10- DİRİLİŞ (İlk Çağ, 307. yıl)

137 29 0
                                    

Potra ve madenciler hızlıca geldikleri yarığın içine girerek soluk soluğa kaleye indiler. Onları meraklı gözlerle karşılayan Arkadhril oldu. "Babam delirmek üzere, öfkeli bir şekilde her yerde küreyi ve muhafızları arıyor. Annem sakinleştirmeye çalışı..." derken ortalık aniden gündüz gibi aydınlanmıştı. Korkuyla hepsi dağın zirvesine baktı. Elektrik kümesi o kadar çok büyümüştü ki resmen güneş gibi etrafa ışık saçıyordu. Birdenbire  biriken tüm enerji bulutlardan küreye doğru hücum etti ve şiddetli bir şekilde çarptı. Dağ sarsılmıştı. O kadar çok ses çıkmıştı ki kaledeki herkes uyanmış korku dolu gözlerle bir yandan ne olup bittiğini anlamaya çalışırken diğer yandan da çınlayan kulağını eliyle tıkıyordu.

Yağmur ve fırtınaya sebebiyet veren kara bulutlar yavaşça dağıldı. Küre sapasağlamdı ve içinde biriken enerjiyi berraklaşan gökyüzüne doğru fışkırtmaya başladı. Ardından gökyüzünde net olarak seçilebilen altı adet buz mavisi renginde ışık kümesi gözüktü ve bir süre sonra hepsi ardında yıldırım izi bırakarak yeryüzünün farklı yerlerine doğru yol aldı. Savrularak yeryüzüne inen enerji; kuzeybatıda Uzun Karlı Orman'a, doğuda Sivri Tepelere, güneyde Sonsuz Orman'a, güneydoğuda Üç Dağlara, kuzeydoğuda Soğuk Körfez'e ve merkezdeki Ulu Çam Ağacı Ormanı'na vurdu. Kimse ne olduğunu anlayamadı. Hissedilen tek şey vardı o da korkuydu. Lorful koşarak yanlarına geldi. "Babanıza bir şey oldu! Çabuk gelin!" diye yalvarır bir ses tonuyla bağırdı. Hemen peşinden gittiler. Lorful koşarken bir yandan da telaşlı telaşlı Potra ve Arkadhril'e anlatıyordu. "Ne olduğunu anlamadım! Kale sarsıldı ve ben kulağımdaki çınlamayla baş ederken babanızı yerde gördüm, hiç hareket etmiyordu! Vücudu kaskatı kesilmiş halde öylece duruyordu!"

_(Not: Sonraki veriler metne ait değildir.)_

//! Coding context: one matrix, one encode schedule, cached decode schedules
//!
//! Everything built at construction is read-only afterwards, so a context can
//! be shared across threads for `encode`, `encode_stripes`,
//! `decoding_schedule` and `decode_with`. Only `set_erasure` needs `&mut`,
//! because it binds the schedule that `decode` runs.

use crate::bitmatrix::BitMatrix;
use crate::config::{CodingConfig, MatrixKind};
use crate::erasure::ErasureSet;
use crate::error::{CodingError, Result};
use crate::galois::{galois_field, GaloisField};
use crate::matrix::{
    CauchyMatrixFactory, CodingMatrix, ExtendedCauchyMatrixFactory, MatrixFactory,
    OriginalCauchyMatrixFactory,
};
use crate::schedule::{
    compile, generate, DecodingSchedule, Schedule, ScheduleCache, ScheduleStats,
};
use log::{debug, trace};
use rayon::prelude::*;
use std::sync::Arc;
use std::time::Instant;

#[derive(Debug)]
pub struct CodingContext {
    config: CodingConfig,
    field: &'static GaloisField,
    matrix: CodingMatrix,
    bitmatrix: BitMatrix,
    schedule: Schedule,
    cache: ScheduleCache,
    current: Option<Arc<DecodingSchedule>>,
}

impl CodingContext {
    /// Build a context with the factory selected by `config.matrix`
    pub fn new(config: CodingConfig) -> Result<Self> {
        match config.matrix {
            MatrixKind::Cauchy => Self::with_factory(config, &CauchyMatrixFactory),
            MatrixKind::ExtendedCauchy => Self::with_factory(config, &ExtendedCauchyMatrixFactory),
            MatrixKind::OriginalCauchy => Self::with_factory(config, &OriginalCauchyMatrixFactory),
        }
    }

    /// Build a context around a caller-provided matrix factory
    pub fn with_factory<F: MatrixFactory>(config: CodingConfig, factory: &F) -> Result<Self> {
        config.validate()?;
        let start = Instant::now();

        let field = galois_field(config.w)?;
        let mut matrix = factory.produce(field, config.k, config.m, &config.effective_seed())?;
        if config.improve {
            matrix.improve(field)?;
        }
        trace!("coding matrix:\n{}", matrix);

        let bitmatrix = BitMatrix::from_coding_matrix(&matrix, field)?;
        trace!("bitmatrix:\n{}", bitmatrix);

        let schedule = compile(&bitmatrix, config.k, config.m, config.w, config.mode)?;
        let stats = schedule.stats();

        debug!(
            "coding context k={} m={} w={} packet_size={} mode={:?}",
            config.k, config.m, config.w, config.packet_size, config.mode
        );
        debug!(
            "  schedule: {} ops ({} copies, {} xors, {} zeros), cost {}",
            stats.len,
            stats.copies,
            stats.xors,
            stats.zeros,
            stats.cost(&config.weights)
        );
        debug!("  init time: {} us", start.elapsed().as_micros());

        Ok(Self {
            config,
            field,
            matrix,
            bitmatrix,
            schedule,
            cache: ScheduleCache::new(),
            current: None,
        })
    }

    pub fn config(&self) -> &CodingConfig {
        &self.config
    }

    pub fn field(&self) -> &GaloisField {
        self.field
    }

    pub fn matrix(&self) -> &CodingMatrix {
        &self.matrix
    }

    pub fn bitmatrix(&self) -> &BitMatrix {
        &self.bitmatrix
    }

    /// The encode schedule
    pub fn schedule(&self) -> &Schedule {
        &self.schedule
    }

    pub fn schedule_stats(&self) -> ScheduleStats {
        self.schedule.stats()
    }

    /// Weighted cost of the encode schedule under the configured weights
    pub fn cost(&self) -> u64 {
        self.schedule.stats().cost(&self.config.weights)
    }

    pub fn cache(&self) -> &ScheduleCache {
        &self.cache
    }

    /// Erasures bound by the last successful `set_erasure`
    pub fn erasures(&self) -> Option<&ErasureSet> {
        self.current.as_deref().map(DecodingSchedule::erasures)
    }

    // ========================================================================
    // Encoding
    // ========================================================================

    /// Split `data` into K blocks and return the M parity blocks
    pub fn encode(&self, data: &[u8]) -> Result<Vec<Vec<u8>>> {
        let expected = self.config.stripe_size();
        if data.len() != expected {
            return Err(CodingError::BufferSizeMismatch {
                expected,
                actual: data.len(),
            });
        }

        let block_size = self.config.block_size();
        let blocks: Vec<&[u8]> = data.chunks_exact(block_size).collect();
        let mut parities = vec![vec![0u8; block_size]; self.config.m];
        let mut parity_refs: Vec<&mut [u8]> =
            parities.iter_mut().map(|p| p.as_mut_slice()).collect();

        self.encode_into(&blocks, &mut parity_refs)?;
        Ok(parities)
    }

    /// Encode K caller-owned data blocks into M caller-owned parity blocks
    pub fn encode_into(&self, data: &[&[u8]], parities: &mut [&mut [u8]]) -> Result<()> {
        self.check_blocks(data.len(), parities.len())?;
        let block_size = self.config.block_size();
        let lengths = data
            .iter()
            .map(|b| b.len())
            .chain(parities.iter().map(|b| b.len()));
        for actual in lengths {
            if actual != block_size {
                return Err(CodingError::BufferSizeMismatch {
                    expected: block_size,
                    actual,
                });
            }
        }
        self.schedule.execute(data, parities, self.config.packet_size)
    }

    /// Encode independent stripes in parallel
    pub fn encode_stripes(&self, stripes: &[&[u8]]) -> Result<Vec<Vec<Vec<u8>>>> {
        stripes.par_iter().map(|stripe| self.encode(stripe)).collect()
    }

    // ========================================================================
    // Decoding
    // ========================================================================

    /// Look up or build the decoding schedule for an erasure list
    pub fn decoding_schedule(&self, erasures: &[usize]) -> Result<Arc<DecodingSchedule>> {
        let set = ErasureSet::new(self.config.k, self.config.m, erasures)?;
        let (k, m, w, mode) = (self.config.k, self.config.m, self.config.w, self.config.mode);
        self.cache
            .get_or_generate(&set, |e| generate(&self.bitmatrix, k, m, w, e, mode))
    }

    /// Bind the schedule for `erasures` as the one `decode` runs
    ///
    /// On failure nothing stays bound.
    pub fn set_erasure(&mut self, erasures: &[usize]) -> Result<()> {
        self.current = None;
        self.current = Some(self.decoding_schedule(erasures)?);
        Ok(())
    }

    /// Rebuild the bound erasures in place
    ///
    /// `data` holds the K data blocks and `parities` the M parity blocks, in
    /// block order. Erased entries are placeholders of the right size and are
    /// overwritten.
    pub fn decode<D, P>(&self, data: &mut [D], parities: &mut [P]) -> Result<()>
    where
        D: AsMut<[u8]>,
        P: AsMut<[u8]>,
    {
        let schedule = self.current.as_deref().ok_or(CodingError::NoErasureSet)?;
        self.decode_with(schedule, data, parities)
    }

    /// Rebuild the erasures of `schedule` in place without binding it
    pub fn decode_with<D, P>(
        &self,
        schedule: &DecodingSchedule,
        data: &mut [D],
        parities: &mut [P],
    ) -> Result<()>
    where
        D: AsMut<[u8]>,
        P: AsMut<[u8]>,
    {
        let erasures = schedule.erasures();
        if erasures.k() != self.config.k || erasures.m() != self.config.m {
            return Err(CodingError::InvalidParameters(format!(
                "schedule built for k={} m={}, context has k={} m={}",
                erasures.k(),
                erasures.m(),
                self.config.k,
                self.config.m
            )));
        }
        self.check_blocks(data.len(), parities.len())?;

        let block_size = self.config.block_size();
        let mut slots: Vec<Option<&mut [u8]>> = data
            .iter_mut()
            .map(|block| block.as_mut())
            .chain(parities.iter_mut().map(|block| block.as_mut()))
            .map(Some)
            .collect();
        for slot in slots.iter().flatten() {
            if slot.len() != block_size {
                return Err(CodingError::BufferSizeMismatch {
                    expected: block_size,
                    actual: slot.len(),
                });
            }
        }

        if schedule.is_noop() {
            return Ok(());
        }

        let mut outputs: Vec<&mut [u8]> = Vec::with_capacity(schedule.targets().len());
        for &target in schedule.targets() {
            outputs.push(take_slot(&mut slots, target)?);
        }
        let mut inputs: Vec<&[u8]> = Vec::with_capacity(schedule.sources().len());
        for &source in schedule.sources() {
            inputs.push(take_slot(&mut slots, source)?);
        }

        schedule
            .schedule()
            .execute(&inputs, &mut outputs, self.config.packet_size)
    }

    fn check_blocks(&self, data: usize, parities: usize) -> Result<()> {
        if data != self.config.k {
            return Err(CodingError::BufferCountMismatch {
                expected: self.config.k,
                actual: data,
            });
        }
        if parities != self.config.m {
            return Err(CodingError::BufferCountMismatch {
                expected: self.config.m,
                actual: parities,
            });
        }
        Ok(())
    }
}

fn take_slot<'a>(slots: &mut [Option<&'a mut [u8]>], index: usize) -> Result<&'a mut [u8]> {
    slots
        .get_mut(index)
        .and_then(Option::take)
        .ok_or_else(|| {
            CodingError::MalformedMatrix(format!(
                "block {} used twice by a decoding schedule",
                index
            ))
        })
}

"Anne sakin ol!... Arkadhril! Sen de şifacıyı bulup getir hemen!" dedi Potra. Çok geçmeden Nandroil'in yanına vardılar. Lorful'un anlattığı gibi yerde hareketsiz bir şekilde yatıyordu. Potra hemen kralın başucuna eğilerek nefesini yokladı. Göğsünü dahi kıpırdatamayan cılız nefes alışverişini görünce rahatlayarak derin bir nefes aldı. O sırada dikkatini çeken bir şey oldu. Nandroil'in kapalı olan gözlerinden göz kapağına belli belirsiz bir ışık vuruyordu. Bu durum Potra'nın hiç hoşuna gitmedi. Babasına olan şeyin küreye çarpan yıldırım  ile bir ilgisi var mı diye merak ediyordu bir yandan. Elini yavaşça uzatarak sağ göz kapağını nazikçe yukarı sıyırdı. Nandroil'in gözünün içinde yaşayan bir ışık vardı sanki ve  kürenin içindeki ışık ile aynıydı. Işığın şiddeti artar gibi oldu ve aniden parlayıp tekrar söndü. Potra ışığın kaybolduğuna emin olmak için iyice eğildi ve iki gözünü de kontrol etti. Işık gerçekten gitmişti. O sırada Arkadhril baş şifacı ile içeri girdi. Peşinden de Nandroil öksürerek uyandı. Hemen yerden kaldırdılar. Birkaç saniye soluklandıktan sonra herkesi şaşırtan sözcük kralın ağzından döküldü. "Güç açığa çıktı." Herkes şaşkınlıkla birbirine bakmaya başladı. Sesi oldukça dinç ve gür geliyordu ama sesinin tınısı farklıydı, ağzını başkası kıpırdatıyor gibi konuşuyordu. Kral devam etti. "Sizin çağınız sona erdi... Büyücülerin hâkim olduğu yeni bir çağ başladı!"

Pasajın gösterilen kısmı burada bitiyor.